3 Les centres de transplantation en Belgique fonctionnent avec une équipe multidisciplinaire qui étudie le cas de chaque patient dans une réunion de staff. Sur la base d’un consensus, le patient est inscrit ou non sur la liste d’attente. Ce sont les coordinateurs de transplantation qui introduisent les données médicales à Eurotransplant. Si un patient a un score élevé et qu’il se trouve en haut de la liste, chaque coordinateur et médecin de l’équipe reçoit automatiquement un mail d’Eurotransplant avec les informations. Comme ces données sont vues et suivies par tous, cela donne un contrôle automatique.

Dans le cadre de la transposition de la directive européenne dans la loi sur le prélèvement et la transplantation des organes qui garantit la qualité et la sécurité des organes humains et qui améliore la disponibilité des organes, l’efficacité et l’accessibilité des systèmes de transplantation dans l’Union européenne, l'État désignera des inspecteurs qui contrôleront les centres de transplantation belges.
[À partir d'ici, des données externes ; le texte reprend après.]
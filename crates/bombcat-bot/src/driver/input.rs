use crate::policy::{Policy, PolicyContext};
use bombcat_core::belief::StackBelief;
use bombcat_core::game::{Action, InputPort, SeatView};
use rand::SeedableRng;
use rand::rngs::StdRng;

/// Answers human action points with a policy. The policy sees an all-unknown
/// stack, since only the bot keeps a memory of it.
pub struct PolicyInput {
    policy: Box<dyn Policy>,
    rng: StdRng,
}

impl PolicyInput {
    pub fn new(policy: Box<dyn Policy>, seed: u64) -> Self {
        Self {
            policy,
            rng: StdRng::seed_from_u64(seed),
        }
    }

    pub fn policy_name(&self) -> &'static str {
        self.policy.name()
    }
}

impl InputPort for PolicyInput {
    fn request_human_action(&mut self, view: &SeatView<'_>) -> Action {
        let blind = StackBelief::unknown(view.stack_len);
        let ctx = PolicyContext::from_view(view, &blind);
        self.policy.decide(&ctx, &mut self.rng).action
    }
}
use crate::model::card::{Card, CardKind};
use crate::model::hand::Hand;
use core::fmt;
use serde::{Deserialize, Serialize};

/// The two seats of a match: the externally driven contestant and the
/// automated one.
#[derive(Debug, Clone, Copy, PartialEq, Eq, Hash, Serialize, Deserialize)]
#[serde(rename_all = "snake_case")]
#[repr(u8)]
pub enum Seat {
    Human = 0,
    Bot = 1,
}

impl Seat {
    pub const LOOP: [Seat; 2] = [Seat::Human, Seat::Bot];

    pub const fn from_index(index: usize) -> Option<Self> {
        match index {
            0 => Some(Seat::Human),
            1 => Some(Seat::Bot),
            _ => None,
        }
    }

    pub const fn index(self) -> usize {
        self as usize
    }

    pub const fn other(self) -> Seat {
        match self {
            Seat::Human => Seat::Bot,
            Seat::Bot => Seat::Human,
        }
    }

    pub const fn is_bot(self) -> bool {
        matches!(self, Seat::Bot)
    }

    pub const fn as_str(self) -> &'static str {
        match self {
            Seat::Human => "Human",
            Seat::Bot => "Bot",
        }
    }
}

impl fmt::Display for Seat {
    fn fmt(&self, f: &mut fmt::Formatter<'_>) -> fmt::Result {
        f.write_str(self.as_str())
    }
}

#[derive(Debug, Clone)]
pub struct Contestant {
    name: String,
    seat: Seat,
    hand: Hand,
    alive: bool,
    hand_limit: usize,
}

impl Contestant {
    pub fn new(name: impl Into<String>, seat: Seat, hand_limit: usize) -> Self {
        Self {
            name: name.into(),
            seat,
            hand: Hand::new(),
            alive: true,
            hand_limit,
        }
    }

    pub fn with_hand(mut self, cards: Vec<Card>) -> Self {
        self.hand = Hand::with_cards(cards);
        self
    }

    pub fn name(&self) -> &str {
        &self.name
    }

    pub fn seat(&self) -> Seat {
        self.seat
    }

    pub fn hand(&self) -> &Hand {
        &self.hand
    }

    pub(crate) fn hand_mut(&mut self) -> &mut Hand {
        &mut self.hand
    }

    pub fn is_alive(&self) -> bool {
        self.alive
    }

    /// Marks the contestant as exploded. There is no way back.
    pub(crate) fn eliminate(&mut self) {
        self.alive = false;
    }

    pub fn hand_limit(&self) -> usize {
        self.hand_limit
    }

    pub fn is_hand_full(&self) -> bool {
        self.hand.len() >= self.hand_limit
    }

    pub fn has_defuse(&self) -> bool {
        self.hand.has_kind(CardKind::Defuse)
    }
}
Grâce à l’installation d’un collège qui contrôlera la qualité dans la médecine de transplantation, il y aura aussi une possibilité d’audit.

4 Eurotransplant a informé les autorités des pays participants de cet abus en Allemagne. Chaque pays, l’Allemagne aussi, veut prendre des mesures pour empêcher ce genre d’incident à l’avenir. Une concertation est prévue pour vérifier de quelle manière se font les contrôles nationaux et quelles mesures Eurotransplant peut prendre pour assurer un suivi encore plus efficace.

5 Il n’y a eu aucune mention ces cinq dernières années de patients qui auraient été avantagés par rapport à d’autres.

6 L’article actuel 13ter de la loi du 13 juin 1986 prévoit que « pour être inscrite en qualité de candidat receveur dans un centre belge de transplantation, toute personne doit, soit avoir la nationalité belge ou être domiciliée en Belgique depuis six mois au moins, soit, avoir la nationalité d'un état qui partage le même organisme d'allocation d'organes ou être domiciliée dans cet état depuis 6 mois au moins. » En outre, s’il n’y a pas de receveur pour un organe sur la liste d’attente, l’organe peut être attribué à un candidat receveur qui ne satisfait pas aux conditions de nationalité ou de domicile.

Ces trois dernières années, il y a eu en Belgique trois patients non européens transplantés avec un deceased donor : deux en 2010 et un en 2012. Pour deux de ces patients, il s’agissait de la deuxième transplantation après un don vivant; pour la troisième, c’était pour un patient High urgent (HU) qui séjournait par hasard dans notre pays à ce moment-là.